To answer these questions, a MOT-based cost management competency index is formulated, consisting of problem statements representing MOT-based cost management insights, knowledge and practices. Designed in the format of a typical research survey, the index is used to source data from sampled companies listed on the Johannesburg Stock Exchange [JSE]. Although too small a sample to generalise about the population, sufficient data is collected and processed with statistical software programs. A second set of variables, about financial performance of the responding companies, consists of Asset Turnover [ATO] and Return on Assets Managed [ROAM]. Data for these variables is sourced from their annual financial statements and processed into ATO and ROAM indicators.
The combined research data set is used to critically describe statistical qualities of variables such as ATO, ROAM, MOT-based cost management competencies of company executives, their education and exposure to the executive management teams in their respective organizations. The research data is subsequently subjected to correlation analysis, as foundation for hypothesis testing. Among the relationships described by correlation analysis and warranting further examination with regression analysis, are associations between MOT-based cost management competencies and ATO and between Education and MOT-based cost management competencies. The former association is found to be not significant, having the research hypothesis rejected. A significant association between Education and MOT-based cost management competencies is indeed found. Utilizing regression equations yielded by the analyses, the predictive capacity of regression analysis is used to demonstrate results of interventions in those associations postulated in the research hypotheses.

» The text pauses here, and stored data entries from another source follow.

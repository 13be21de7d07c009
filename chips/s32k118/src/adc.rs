// Licensed under the Apache License, Version 2.0 or the MIT License.
// SPDX-License-Identifier: Apache-2.0 OR MIT
// Copyright Tock Contributors 2022.

//! Analog-to-Digital Converter (ADC).
//!
//! One 12-bit SAR converter with sixteen status/control slots. Each `SC1n`
//! slot selects the input channel for a conversion and `Rn` holds its result.

use tock_registers::registers::{ReadOnly, ReadWrite};
use tock_registers::{register_bitfields, register_structs};

use crate::interrupts;
use crate::static_ref::StaticRef;

pub const ADC_INSTANCE_COUNT: usize = 1;
pub const ADC_SC1_COUNT: usize = 16;
pub const ADC_R_COUNT: usize = 16;
pub const ADC_CV_COUNT: usize = 2;

/// `CFG2.SMPLTS` after reset.
pub const DEFAULT_SAMPLE_TIME: u32 = 0x0C;
/// `UG` after reset.
pub const DEFAULT_USER_GAIN: u32 = 0x04;

register_structs! {
    pub AdcRegisters {
        // Status and Control Register 1, one per conversion slot
        (0x000 => pub sc1: [ReadWrite<u32, SC1::Register>; ADC_SC1_COUNT]),
        // Configuration Register 1
        (0x040 => pub cfg1: ReadWrite<u32, CFG1::Register>),
        // Configuration Register 2
        (0x044 => pub cfg2: ReadWrite<u32, CFG2::Register>),
        // Data Result Registers
        (0x048 => pub r: [ReadOnly<u32, R::Register>; ADC_R_COUNT]),
        // Compare Value Registers
        (0x088 => pub cv: [ReadWrite<u32, CV::Register>; ADC_CV_COUNT]),
        // Status and Control Register 2
        (0x090 => pub sc2: ReadWrite<u32, SC2::Register>),
        // Status and Control Register 3
        (0x094 => pub sc3: ReadWrite<u32, SC3::Register>),
        // BASE Offset Register
        (0x098 => pub base_ofs: ReadWrite<u32, BASE_OFS::Register>),
        // ADC Offset Correction Register
        (0x09C => pub ofs: ReadWrite<u32, OFS::Register>),
        // USER Offset Correction Register
        (0x0A0 => pub usr_ofs: ReadWrite<u32, USR_OFS::Register>),
        // ADC X Offset Correction Register
        (0x0A4 => pub xofs: ReadWrite<u32, XOFS::Register>),
        // ADC Y Offset Correction Register
        (0x0A8 => pub yofs: ReadWrite<u32, YOFS::Register>),
        // ADC Gain Register
        (0x0AC => pub g: ReadWrite<u32, G::Register>),
        // ADC User Gain Register
        (0x0B0 => pub ug: ReadWrite<u32, UG::Register>),
        // ADC General Calibration Value Register S
        (0x0B4 => pub clps: ReadWrite<u32, CLPS::Register>),
        // ADC Plus-Side General Calibration Value Register 3
        (0x0B8 => pub clp3: ReadWrite<u32, CLP3::Register>),
        // ADC Plus-Side General Calibration Value Register 2
        (0x0BC => pub clp2: ReadWrite<u32, CLP2::Register>),
        // ADC Plus-Side General Calibration Value Register 1
        (0x0C0 => pub clp1: ReadWrite<u32, CLP1::Register>),
        // ADC Plus-Side General Calibration Value Register 0
        (0x0C4 => pub clp0: ReadWrite<u32, CLP0::Register>),
        // ADC Plus-Side General Calibration Value Register X
        (0x0C8 => pub clpx: ReadWrite<u32, CLPX::Register>),
        // ADC Plus-Side General Calibration Value Register 9
        (0x0CC => pub clp9: ReadWrite<u32, CLP9::Register>),
        // ADC General Calibration Offset Value Register S
        (0x0D0 => pub clps_ofs: ReadWrite<u32, CLPS_OFS::Register>),
        // ADC Plus-Side General Calibration Offset Value Register 3
        (0x0D4 => pub clp3_ofs: ReadWrite<u32, CLP3_OFS::Register>),
        // ADC Plus-Side General Calibration Offset Value Register 2
        (0x0D8 => pub clp2_ofs: ReadWrite<u32, CLP2_OFS::Register>),
        // ADC Plus-Side General Calibration Offset Value Register 1
        (0x0DC => pub clp1_ofs: ReadWrite<u32, CLP1_OFS::Register>),
        // ADC Plus-Side General Calibration Offset Value Register 0
        (0x0E0 => pub clp0_ofs: ReadWrite<u32, CLP0_OFS::Register>),
        // ADC Plus-Side General Calibration Offset Value Register X
        (0x0E4 => pub clpx_ofs: ReadWrite<u32, CLPX_OFS::Register>),
        // ADC Plus-Side General Calibration Offset Value Register 9
        (0x0E8 => pub clp9_ofs: ReadWrite<u32, CLP9_OFS::Register>),
        (0x0EC => @END),
    }
}

register_bitfields![u32,
    pub SC1 [
        /// Input channel select
        ADCH OFFSET(0) NUMBITS(6) [
            ExternalChannel0 = 0x00,
            InternalChannel0 = 0x15,
            InternalChannel1 = 0x16,
            InternalChannel2 = 0x17,
            Bandgap = 0x1B,
            VrefSh = 0x1D,
            VrefSl = 0x1E,
            ModuleDisabled = 0x3F
        ],
        /// Interrupt enable
        AIEN OFFSET(6) NUMBITS(1) [],
        /// Conversion complete flag
        COCO OFFSET(7) NUMBITS(1) []
    ],
    pub CFG1 [
        /// Input clock select
        ADICLK OFFSET(0) NUMBITS(2) [
            Alt1 = 0,
            Alt2 = 1,
            Alt3 = 2,
            Alt4 = 3
        ],
        /// Conversion mode selection
        MODE OFFSET(2) NUMBITS(2) [
            Bits8 = 0,
            Bits12 = 1,
            Bits10 = 2
        ],
        /// Clock divide select
        ADIV OFFSET(5) NUMBITS(2) [
            Div1 = 0,
            Div2 = 1,
            Div4 = 2,
            Div8 = 3
        ],
        /// Clear latch trigger in trigger handler block
        CLRLTRG OFFSET(8) NUMBITS(1) []
    ],
    pub CFG2 [
        /// Sample time select, in ADC clocks minus one
        SMPLTS OFFSET(0) NUMBITS(8) []
    ],
    pub R [
        /// Conversion result
        D OFFSET(0) NUMBITS(12) []
    ],
    pub CV [
        /// Compare value
        CV OFFSET(0) NUMBITS(16) []
    ],
    pub SC2 [
        /// Voltage reference selection
        REFSEL OFFSET(0) NUMBITS(2) [
            Default = 0,
            Alternate = 1
        ],
        /// DMA enable
        DMAEN OFFSET(2) NUMBITS(1) [],
        /// Compare function range enable
        ACREN OFFSET(3) NUMBITS(1) [],
        /// Compare function greater than enable
        ACFGT OFFSET(4) NUMBITS(1) [],
        /// Compare function enable
        ACFE OFFSET(5) NUMBITS(1) [],
        /// Conversion trigger select
        ADTRG OFFSET(6) NUMBITS(1) [
            Software = 0,
            Hardware = 1
        ],
        /// Conversion active
        ADACT OFFSET(7) NUMBITS(1) [],
        /// Trigger process number
        TRGPRNUM OFFSET(13) NUMBITS(2) [],
        /// Trigger status
        TRGSTLAT OFFSET(16) NUMBITS(4) [],
        /// Error in multiplexed trigger request
        TRGSTERR OFFSET(24) NUMBITS(4) []
    ],
    pub SC3 [
        /// Hardware average select
        AVGS OFFSET(0) NUMBITS(2) [
            Samples4 = 0,
            Samples8 = 1,
            Samples16 = 2,
            Samples32 = 3
        ],
        /// Hardware average enable
        AVGE OFFSET(2) NUMBITS(1) [],
        /// Continuous conversion enable
        ADCO OFFSET(3) NUMBITS(1) [],
        /// Calibration
        CAL OFFSET(7) NUMBITS(1) []
    ],
    pub BASE_OFS [
        BA_OFS OFFSET(0) NUMBITS(8) []
    ],
    pub OFS [
        /// Offset error correction value, two's complement
        OFS OFFSET(0) NUMBITS(16) []
    ],
    pub USR_OFS [
        USR_OFS OFFSET(0) NUMBITS(8) []
    ],
    pub XOFS [
        XOFS OFFSET(0) NUMBITS(6) []
    ],
    pub YOFS [
        YOFS OFFSET(0) NUMBITS(8) []
    ],
    pub G [
        G OFFSET(0) NUMBITS(11) []
    ],
    pub UG [
        UG OFFSET(0) NUMBITS(10) []
    ],
    pub CLPS [
        CLPS OFFSET(0) NUMBITS(7) []
    ],
    pub CLP3 [
        CLP3 OFFSET(0) NUMBITS(10) []
    ],
    pub CLP2 [
        CLP2 OFFSET(0) NUMBITS(10) []
    ],
    pub CLP1 [
        CLP1 OFFSET(0) NUMBITS(9) []
    ],
    pub CLP0 [
        CLP0 OFFSET(0) NUMBITS(8) []
    ],
    pub CLPX [
        CLPX OFFSET(0) NUMBITS(7) []
    ],
    pub CLP9 [
        CLP9 OFFSET(0) NUMBITS(7) []
    ],
    pub CLPS_OFS [
        CLPS_OFS OFFSET(0) NUMBITS(4) []
    ],
    pub CLP3_OFS [
        CLP3_OFS OFFSET(0) NUMBITS(4) []
    ],
    pub CLP2_OFS [
        CLP2_OFS OFFSET(0) NUMBITS(4) []
    ],
    pub CLP1_OFS [
        CLP1_OFS OFFSET(0) NUMBITS(4) []
    ],
    pub CLP0_OFS [
        CLP0_OFS OFFSET(0) NUMBITS(4) []
    ],
    pub CLPX_OFS [
        CLPX_OFS OFFSET(0) NUMBITS(12) []
    ],
    pub CLP9_OFS [
        CLP9_OFS OFFSET(0) NUMBITS(12) []
    ]
];

pub const ADC0_BASE_ADDR: usize = 0x4003_B000;

pub const ADC0_BASE: StaticRef<AdcRegisters> =
    unsafe { StaticRef::new(ADC0_BASE_ADDR as *const AdcRegisters) };

pub const ADC_BASE_ADDRS: [usize; ADC_INSTANCE_COUNT] = [ADC0_BASE_ADDR];
pub const ADC_BASE_PTRS: [StaticRef<AdcRegisters>; ADC_INSTANCE_COUNT] = [ADC0_BASE];
pub const ADC_IRQS: [u32; ADC_INSTANCE_COUNT] = [interrupts::ADC0];

#[cfg(test)]
mod tests {
    use super::*;
    use crate::field_check::{assert_field, assert_fields_fit};
    use core::mem::{offset_of, size_of};

    #[test]
    fn register_offsets() {
        assert_eq!(offset_of!(AdcRegisters, sc1), 0x00);
        assert_eq!(offset_of!(AdcRegisters, cfg1), 0x40);
        assert_eq!(offset_of!(AdcRegisters, r), 0x48);
        assert_eq!(offset_of!(AdcRegisters, sc2), 0x90);
        assert_eq!(offset_of!(AdcRegisters, g), 0xAC);
        assert_eq!(offset_of!(AdcRegisters, clp9_ofs), 0xE8);
        assert_eq!(size_of::<AdcRegisters>(), 0xEC);
    }

    #[test]
    fn field_geometry() {
        assert_field!(SC1::ADCH, 0, 6);
        assert_field!(SC1::COCO, 7, 1);
        assert_field!(CFG1::ADIV, 5, 2);
        assert_field!(CFG1::CLRLTRG, 8, 1);
        assert_field!(R::D, 0, 12);
        assert_field!(SC2::TRGPRNUM, 13, 2);
        assert_field!(SC2::TRGSTLAT, 16, 4);
        assert_field!(SC2::TRGSTERR, 24, 4);
        assert_field!(SC3::CAL, 7, 1);
        assert_field!(CLPX_OFS::CLPX_OFS, 0, 12);
    }

    #[test]
    fn encode_masks_out_of_range() {
        assert_eq!(u32::from(SC1::ADCH.val(0xFF)), 0x3F);
        assert_eq!(u32::from(CFG1::ADIV.val(3)), 0x60);
        assert_eq!(u32::from(SC1::ADCH::ModuleDisabled + SC1::AIEN::SET), 0x7F);
    }

    #[test]
    fn reset_defaults() {
        assert_eq!(DEFAULT_SAMPLE_TIME, 0x0C);
        assert_eq!(DEFAULT_USER_GAIN, 0x04);
        assert_eq!(u32::from(CFG2::SMPLTS.val(DEFAULT_SAMPLE_TIME)), 0x0C);
        assert_eq!(u32::from(UG::UG.val(DEFAULT_USER_GAIN)), 0x04);
    }

    #[test]
    fn instance_table() {
        assert_eq!(ADC_BASE_ADDRS, [0x4003_B000]);
        assert_eq!(ADC_BASE_PTRS[0].address(), ADC0_BASE_ADDR);
        assert_eq!(ADC_IRQS, [28]);
    }

    #[test]
    fn every_field_fits_its_register() {
        assert_fields_fit!(
            SC1 [ADCH, AIEN, COCO],
            CFG1 [ADICLK, MODE, ADIV, CLRLTRG],
            CFG2 [SMPLTS],
            R [D],
            CV [CV],
            SC2 [REFSEL, DMAEN, ACREN, ACFGT, ACFE, ADTRG, ADACT, TRGPRNUM, TRGSTLAT, TRGSTERR],
            SC3 [AVGS, AVGE, ADCO, CAL],
            BASE_OFS [BA_OFS],
            OFS [OFS],
            USR_OFS [USR_OFS],
            XOFS [XOFS],
            YOFS [YOFS],
            G [G],
            UG [UG],
            CLPS [CLPS],
            CLP3 [CLP3],
            CLP2 [CLP2],
            CLP1 [CLP1],
            CLP0 [CLP0],
            CLPX [CLPX],
            CLP9 [CLP9],
            CLPS_OFS [CLPS_OFS],
            CLP3_OFS [CLP3_OFS],
            CLP2_OFS [CLP2_OFS],
            CLP1_OFS [CLP1_OFS],
            CLP0_OFS [CLP0_OFS],
            CLPX_OFS [CLPX_OFS],
            CLP9_OFS [CLP9_OFS],
        );
    }
}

The study concludes that it achieved a qualified success in its first objective, which was to formulate a MOT-based cost management competency index, and to demonstrate its application as measurement and management tool on executive managers of JSE-listed companies. The study failed in its second objective, which was to demonstrate a significant association between MOT-based cost management competencies and financial performance of sampled companies. Critical perspectives on the data and the associations tested reveal important shortcomings in the research. These perspectives do though create opportunities for refinement of the MOT-based cost management competency index as measurement and management tool, validation of its status, and indeed demonstration of its business value to the MOT and business community in particular. In closure, the study was meant as a contribution to the discourse on a credo for MOT and the MOT body of knowledge, and it subjects itself to critical analysis by the research community so as to establish whether it succeeded in indeed making such a contribution. / Business Management / M.Tech. (Business Administration)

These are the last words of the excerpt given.